Has anyone been keeping up on that MTV show, I Used to be Fat? No? Well, I have! And it’s amazing.  I don’t have anything against fat people, I’ll probably be one someday.  But the people on it make me want to punch them sometimes.  I’m not going to go all, ohhh what the fuck do they expect when they sit around eating cheeseburgers and tootsie rolls all day? Because I sit around and eat cheeseburgers and tootsie rolls all day.  They piss me off because when they sign up for the show they know some ex-army lieutenant is going to be training them and he is going to kick their ass and when he does they whine about it.

This past week Marci used to be fat.  In the beginning we hear Marci’s sob story about how she gets made fun of and can’t shop at regular stores because she’s fat.  Then we meet her trainer Justin, an ex-military hoorah guy.

Day 1 Justin makes Marci want to kill herself.  She threatens to puke on the treadmill if he doesn’t give her a break, so he does and she goes and lies down on the nasty gym bathroom floor.  Justin goes all daddy on her and says, “Don’t make me tell you to get up off of that floor again.  If I have to, I’m leaving and you can stay FAT!” Way to put it plain and simple J-Bone.  Knock her self esteem down 1 last time before she shreds all those pounds.

The next day Justin set up a boot camp outside for Marci, and for about 5 seconds, she sounded like my 6 year old sister, “I don’t want to be outside! I promise if we go inside I won’t complain.  Wahhhhh!!” And Justin had to go into daddy mode on her again, “Well sometimes you have to do things you don’t want to in life.” So Marci whined a while longer but made it through day 2 of boot camp.

Marci had 89 days to lose 90 pounds and she did it, so great for her.  She got some dresses, one that was pretty skank-a-lish and almost showed her coooookaaa (Jersey Shore term for you.) After her final weigh in, Justin tells her how proud he is and how he never thought she could do it because the first day he walked in and she was “sitting in her bed with food all around her looking fat and disgusting.”  This guy really knows how to sugar coat it.  And all is right with the world because Marci is skinny and Justin got a 3 month long power trip.

Anyway, it’s 2 days until the big move and I’m no closer to having a home and no closer to being packed.  At all.  Does anyone want to come be my roommate?
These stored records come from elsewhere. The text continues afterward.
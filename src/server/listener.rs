//! Signaling server listener
//!
//! Handles the TCP accept loop, upgrades each connection to WebSocket
//! on the `/ws` path, and spawns the per-connection engine. When a
//! connection winds down, its peer registration (if any) is released
//! from the hub.

use std::net::SocketAddr;
use std::sync::Arc;
use std::time::Duration;

use tokio::net::{TcpListener, TcpStream};
use tokio::time::timeout;
use tokio_tungstenite::accept_hdr_async_with_config;
use tokio_tungstenite::tungstenite::handshake::server::{ErrorResponse, Request, Response};
use tokio_tungstenite::tungstenite::http::StatusCode;
use tokio_tungstenite::tungstenite::protocol::WebSocketConfig;
use tokio_util::sync::CancellationToken;
use uuid::Uuid;

use crate::config::Config;
use crate::connection::{Connection, ConnectionOptions};
use crate::error::Result;
use crate::hub::Hub;
use crate::protocol::Router;
use crate::signaling;

/// WebSocket signaling server
pub struct SignalServer {
    bind_addr: String,
    hub: Arc<Hub>,
    router: Arc<Router>,
    options: ConnectionOptions,
    handshake_timeout: Duration,
    shutdown: CancellationToken,
}

impl SignalServer {
    /// Create a server wired to the given hub
    pub fn new(config: &Config, hub: Arc<Hub>) -> Self {
        let router = Arc::new(signaling::router(Arc::clone(&hub)));
        let options = ConnectionOptions::default()
            .read_timeout(config.server.read_timeout)
            .write_timeout(config.server.write_timeout);

        Self {
            bind_addr: config.bind_addr(),
            hub,
            router,
            options,
            handshake_timeout: config.server.idle_timeout,
            shutdown: CancellationToken::new(),
        }
    }

    /// Run the server
    ///
    /// This method blocks until a fatal listener error occurs.
    pub async fn run(&self) -> Result<()> {
        let listener = TcpListener::bind(&self.bind_addr).await?;
        tracing::info!(addr = %self.bind_addr, "signaling server listening");

        self.accept_loop(&listener).await
    }

    /// Run the accept loop on an already-bound listener
    ///
    /// Useful when the caller needs the ephemeral port before serving.
    pub async fn serve(&self, listener: TcpListener) -> Result<()> {
        tracing::info!(addr = ?listener.local_addr(), "signaling server listening");
        self.accept_loop(&listener).await
    }

    /// Run the server with graceful shutdown
    ///
    /// Open connections are cancelled when the shutdown future
    /// completes; stopping the hub is left to the caller.
    pub async fn run_until<F>(&self, shutdown: F) -> Result<()>
    where
        F: std::future::Future<Output = ()>,
    {
        let listener = TcpListener::bind(&self.bind_addr).await?;
        tracing::info!(addr = %self.bind_addr, "signaling server listening");

        let result = tokio::select! {
            _ = shutdown => {
                tracing::info!("shutdown signal received");
                Ok(())
            }
            result = self.accept_loop(&listener) => result,
        };

        self.shutdown.cancel();
        result
    }

    async fn accept_loop(&self, listener: &TcpListener) -> Result<()> {
        loop {
            match listener.accept().await {
                Ok((socket, peer_addr)) => {
                    self.handle_connection(socket, peer_addr);
                }
                Err(e) => {
                    tracing::error!(error = %e, "failed to accept connection");
                }
            }
        }
    }

    fn handle_connection(&self, socket: TcpStream, peer_addr: SocketAddr) {
        if let Err(e) = socket.set_nodelay(true) {
            tracing::debug!(peer = %peer_addr, error = %e, "failed to set TCP_NODELAY");
        }

        let connection_id = Uuid::new_v4().to_string();
        tracing::debug!(
            connection_id = %connection_id,
            peer = %peer_addr,
            "new connection"
        );

        let hub = Arc::clone(&self.hub);
        let router = Arc::clone(&self.router);
        let options = self.options.clone();
        let handshake_timeout = self.handshake_timeout;
        let cancel = self.shutdown.child_token();

        tokio::spawn(async move {
            let mut ws_config = WebSocketConfig::default();
            ws_config.max_message_size = Some(options.max_message_size);
            ws_config.max_frame_size = Some(options.max_message_size);

            // The upgrade must complete before the idle timeout.
            let upgrade = accept_hdr_async_with_config(socket, require_ws_path, Some(ws_config));
            let stream = match timeout(handshake_timeout, upgrade).await {
                Ok(Ok(stream)) => stream,
                Ok(Err(e)) => {
                    tracing::debug!(peer = %peer_addr, error = %e, "websocket handshake failed");
                    return;
                }
                Err(_) => {
                    tracing::debug!(peer = %peer_addr, "websocket handshake timed out");
                    return;
                }
            };

            let connection = Arc::new(Connection::with_token(
                connection_id.clone(),
                peer_addr,
                options,
                cancel,
            ));

            if let Err(e) = connection.start(stream, router) {
                tracing::error!(
                    connection_id = %connection_id,
                    error = %e,
                    "failed to start connection"
                );
                return;
            }

            tracing::info!(
                connection_id = %connection_id,
                peer = %peer_addr,
                "client connected"
            );

            connection.wait_closed().await;

            // Release the registration exactly once; a peer the hub
            // already evicted is a no-op here.
            if let Some(peer_id) = connection.peer_id() {
                if let Err(e) = hub.unregister(peer_id.clone()) {
                    tracing::debug!(
                        client_id = %peer_id,
                        error = %e,
                        "failed to unregister client"
                    );
                }
            }

            connection.close().await;

            tracing::info!(
                connection_id = %connection_id,
                peer = %peer_addr,
                "client disconnected"
            );
        });
    }

    /// Address the server was configured to bind
    pub fn bind_addr(&self) -> &str {
        &self.bind_addr
    }
}

/// Reject upgrade requests outside the `/ws` endpoint
fn require_ws_path(
    request: &Request,
    response: Response,
) -> std::result::Result<Response, ErrorResponse> {
    if request.uri().path() == "/ws" {
        Ok(response)
    } else {
        let mut not_found = ErrorResponse::new(Some("not found".to_string()));
        *not_found.status_mut() = StatusCode::NOT_FOUND;
        Err(not_found)
    }
}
I’ve tried convincing Lucky but I don’t think she is taking me seriously.   I’m starting to get a little more nervous about it all.  Pretty much none of my friends are that excited that I’m moving to the city.  They’re all, “Ohh yeah lets get some dinner and drinks next week.”  So chances are I’m going to be sitting in my bed alone every weekend (just like I do now) writing blogs about guys I wish I was getting (Neal Bledsoe.)  WHICH BY THE WAY, I have a way better chance of getting now that I am moving to the city.  Not that he’ll ever be in my city, but it’s a big one and the chances are better.  I’ll have to keep up on my Neal Bledsoe creepy so I know if he’s ever in town.  God, I’m such a stalker.  It would be totally acceptable if he were a real celebrity.  But he’s not, so I fully expect a restraining order.

Anyway, my work friends threw me a going away party on Friday and I nearly cried, no one has ever thrown me a party.  I haven’t had a birthday party since I was 10 years old.  They had a cake, a picture of the cake I was supposed to get with penguins on it but I didn’t get it because the guy that was supposed to pick it up called in sick, a t-shirt, and people I didn’t even think cared about my well being (the salesmen) were coming in from their sales calls early to wish me good luck in the big city and give me their emails so that I could keep in touch.  Here I found all of these people that give a shit about me and now I’m leaving.  I’m pretty sad about it.  I cried, twice.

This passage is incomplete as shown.